What is Zane doing right now? Is he wondering if I've drowned in here? Is he even still in his room? I half hope not.
Well, I can't stay in here forever—can I? I run my hands through my hair, pushing it back from my face. Gosh, I look freaked. Well, it's now or never.
Here I go.
Nope. Okay...and now.
I open the door and take a tiny step out. A cloud of coconut scented steam wafts past me. Zane is still at his laptop! He doesn't turn around, but I can tell by the sudden tensing of his back and shoulders that he knows I'm there.
I clear my throat, clutching the towel against me. "I forgot my clothes," I mumble in a way that is more mentally challenged than seductive.
Oh, well. But I've finally gotten his attention. Zane's head comes up slowly, and I catch a glimpse of his achingly handsome profile. A tiny muscle jumps in his clenched jaw. Is he mad? The only light comes from the bathroom behind me, and the muted glow of the laptop's screen, too dim to read his expression.
The silence yawns between us, growing until it becomes a living thing that fills the room, robbing us of our voices, and turning us to stone.
My eyes suddenly snag on my reflection in the full-length mirror on the closet doors. I search for Zane's image, and my gaze catches his and holds. We stare at each other through the mirror for seconds that feel like a lifetime.

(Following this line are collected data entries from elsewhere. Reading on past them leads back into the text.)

use std::cell::RefCell;
use std::fmt;
use std::mem;
use std::rc::Rc;

use crate::error::LoadError;

type Continuation<T> = Box<dyn FnOnce(Result<T, LoadError>)>;

enum State<T> {
    Pending(Vec<Continuation<T>>),
    Settled(Result<T, LoadError>),
}

/// A value that is pending, resolved, or failed.
///
/// A `Deferred` settles exactly once. Continuations attached while it is pending run in
/// attachment order when it settles; continuations attached afterwards run immediately with
/// the settled outcome. Clones share the same state, so every clone observes the same outcome.
///
/// Nothing here is `Send`: a deferred value belongs to the single task driving one
/// [`ExecutionContext`](crate::ExecutionContext).
pub struct Deferred<T> {
    state: Rc<RefCell<State<T>>>,
}

impl<T> Clone for Deferred<T> {
    fn clone(&self) -> Self {
        Self { state: Rc::clone(&self.state) }
    }
}

impl<T: fmt::Debug> fmt::Debug for Deferred<T> {
    fn fmt(&self, f: &mut fmt::Formatter<'_>) -> fmt::Result {
        match &*self.state.borrow() {
            State::Pending(continuations) => {
                f.debug_struct("Deferred").field("pending", &continuations.len()).finish()
            }
            State::Settled(outcome) => f.debug_struct("Deferred").field("settled", outcome).finish(),
        }
    }
}

impl<T> From<Result<T, LoadError>> for Deferred<T> {
    fn from(outcome: Result<T, LoadError>) -> Self {
        Self { state: Rc::new(RefCell::new(State::Settled(outcome))) }
    }
}

impl<T: Clone + 'static> Deferred<T> {
    pub(crate) fn pending() -> Self {
        Self { state: Rc::new(RefCell::new(State::Pending(Vec::new()))) }
    }

    /// A deferred value already resolved with `value`.
    pub fn resolved(value: T) -> Self {
        Self { state: Rc::new(RefCell::new(State::Settled(Ok(value)))) }
    }

    /// A deferred value already failed with `error`.
    pub fn failed(error: LoadError) -> Self {
        Self { state: Rc::new(RefCell::new(State::Settled(Err(error)))) }
    }

    pub fn is_pending(&self) -> bool {
        matches!(&*self.state.borrow(), State::Pending(_))
    }

    /// Returns the settled outcome, or `None` while pending.
    pub fn peek(&self) -> Option<Result<T, LoadError>> {
        match &*self.state.borrow() {
            State::Pending(_) => None,
            State::Settled(outcome) => Some(outcome.clone()),
        }
    }

    /// Settles with `outcome` and runs the queued continuations in order.
    ///
    /// Returns false, leaving the first outcome in place, if this value had already settled.
    pub(crate) fn settle(&self, outcome: Result<T, LoadError>) -> bool {
        let continuations = {
            let mut state = self.state.borrow_mut();
            match mem::replace(&mut *state, State::Settled(outcome.clone())) {
                State::Pending(continuations) => continuations,
                previous @ State::Settled(_) => {
                    *state = previous;
                    tracing::warn!("ignoring second settlement of a deferred value");
                    return false;
                }
            }
        };
        for continuation in continuations {
            continuation(outcome.clone());
        }
        true
    }

    /// Runs `f` with the outcome once this value settles.
    pub fn subscribe<F>(&self, f: F)
    where
        F: FnOnce(Result<T, LoadError>) + 'static,
    {
        let outcome = {
            let mut state = self.state.borrow_mut();
            match &mut *state {
                State::Pending(continuations) => {
                    continuations.push(Box::new(f));
                    return;
                }
                State::Settled(outcome) => outcome.clone(),
            }
        };
        f(outcome)
    }

    /// Settles `target` with this value's outcome.
    fn forward(&self, target: Deferred<T>) {
        self.subscribe(move |outcome| {
            target.settle(outcome);
        });
    }

    /// Chains a dependent load.
    ///
    /// The returned value settles with the outcome of the deferred value `f` produces, not
    /// before it. A failure of `self` skips `f` and is passed through.
    pub fn then<U, F>(&self, f: F) -> Deferred<U>
    where
        U: Clone + 'static,
        F: FnOnce(T) -> Deferred<U> + 'static,
    {
        let next = Deferred::pending();
        let target = next.clone();
        self.subscribe(move |outcome| match outcome {
            Ok(value) => f(value).forward(target),
            Err(error) => {
                target.settle(Err(error));
            }
        });
        next
    }

    /// Transforms the resolved value. Failures pass through untouched.
    pub fn map<U, F>(&self, f: F) -> Deferred<U>
    where
        U: Clone + 'static,
        F: FnOnce(T) -> U + 'static,
    {
        self.try_map(move |value| Ok(f(value)))
    }

    /// Transforms the resolved value with a step that may itself fail.
    pub fn try_map<U, F>(&self, f: F) -> Deferred<U>
    where
        U: Clone + 'static,
        F: FnOnce(T) -> Result<U, LoadError> + 'static,
    {
        let next = Deferred::pending();
        let target = next.clone();
        self.subscribe(move |outcome| {
            target.settle(outcome.and_then(f));
        });
        next
    }

    /// Handles a failure of this value.
    ///
    /// This is the only way a failure stops short-circuiting a chain: `f` receives the error and
    /// produces the replacement value. Successful outcomes pass through and `f` is dropped.
    pub fn recover<F>(&self, f: F) -> Deferred<T>
    where
        F: FnOnce(LoadError) -> Deferred<T> + 'static,
    {
        let next = Deferred::pending();
        let target = next.clone();
        self.subscribe(move |outcome| match outcome {
            Ok(value) => {
                target.settle(Ok(value));
            }
            Err(error) => f(error).forward(target),
        });
        next
    }

    /// Joins several deferred values into one that resolves with all of their values, in input
    /// order.
    ///
    /// The join fails as soon as any input fails, with that input's error. Inputs that settle
    /// after that still run their other continuations (and so still populate caches), but their
    /// outcomes are discarded by the join.
    pub fn all<I>(inputs: I) -> Deferred<Vec<T>>
    where
        I: IntoIterator<Item = Deferred<T>>,
    {
        let inputs = inputs.into_iter().collect::<Vec<_>>();
        if inputs.is_empty() {
            return Deferred::resolved(Vec::new());
        }

        let joined = Deferred::pending();
        let slots = Rc::new(RefCell::new(JoinSlots { values: vec![None; inputs.len()], remaining: inputs.len() }));
        for (index, input) in inputs.iter().enumerate() {
            let joined = joined.clone();
            let slots = Rc::clone(&slots);
            input.subscribe(move |outcome| {
                if !joined.is_pending() {
                    return;
                }
                match outcome {
                    Ok(value) => {
                        let complete = {
                            let mut slots = slots.borrow_mut();
                            slots.values[index] = Some(value);
                            slots.remaining -= 1;
                            if slots.remaining == 0 {
                                Some(mem::take(&mut slots.values))
                            } else {
                                None
                            }
                        };
                        if let Some(values) = complete {
                            joined.settle(Ok(values.into_iter().flatten().collect()));
                        }
                    }
                    Err(error) => {
                        joined.settle(Err(error));
                    }
                }
            });
        }
        joined
    }

    /// Joins two deferred values of different types.
    ///
    /// Fails with the first failure to settle, like [`Deferred::all`].
    pub fn join<U>(&self, other: &Deferred<U>) -> Deferred<(T, U)>
    where
        U: Clone + 'static,
    {
        let joined = Deferred::pending();
        let slots = Rc::new(RefCell::new((None::<T>, None::<U>)));

        let left_joined = joined.clone();
        let left_slots = Rc::clone(&slots);
        self.subscribe(move |outcome| match outcome {
            Ok(value) => {
                let pair = {
                    let mut slots = left_slots.borrow_mut();
                    slots.0 = Some(value);
                    take_pair(&mut slots)
                };
                if let Some(pair) = pair {
                    left_joined.settle(Ok(pair));
                }
            }
            Err(error) => {
                if left_joined.is_pending() {
                    left_joined.settle(Err(error));
                }
            }
        });

        let right_joined = joined.clone();
        other.subscribe(move |outcome| match outcome {
            Ok(value) => {
                let pair = {
                    let mut slots = slots.borrow_mut();
                    slots.1 = Some(value);
                    take_pair(&mut slots)
                };
                if let Some(pair) = pair {
                    right_joined.settle(Ok(pair));
                }
            }
            Err(error) => {
                if right_joined.is_pending() {
                    right_joined.settle(Err(error));
                }
            }
        });

        joined
    }
}

impl<T: Clone + 'static> Deferred<Option<T>> {
    /// Chains a dependent load that only runs when a value is present. Absence passes through.
    pub fn then_some<U, F>(&self, f: F) -> Deferred<Option<U>>
    where
        U: Clone + 'static,
        F: FnOnce(T) -> Deferred<Option<U>> + 'static,
    {
        self.then(move |value| match value {
            Some(value) => f(value),
            None => Deferred::resolved(None),
        })
    }
}

struct JoinSlots<T> {
    values: Vec<Option<T>>,
    remaining: usize,
}

fn take_pair<T, U>(slots: &mut (Option<T>, Option<U>)) -> Option<(T, U)> {
    if slots.0.is_some() && slots.1.is_some() {
        slots.0.take().zip(slots.1.take())
    } else {
        None
    }
}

I am utterly blown away by the sudden certainty that if he turns around, or if I were to go to him—touch the smooth curves of his back like I so badly wanted to—I would be spending the night in his bed. That dark tortured look he's giving me right now silently promises that.
Do I want that? I don't know. I want him. God, do I want him. But what do I know about sex? I'm just a seventeen year old virgin who doesn't know how to kiss right.
Finally, Zane tears his gaze away from mine, back to his laptop. His voice is rough and strained when he mutters, "Get dressed."
Only he can turn me on and piss me off at the same time. Who does he think he is?! Half-naked here, and looking damn good, if I have to say so myself (obviously I do). Will he be able to maintain his indifference if I "accidentally" drop my towel right now?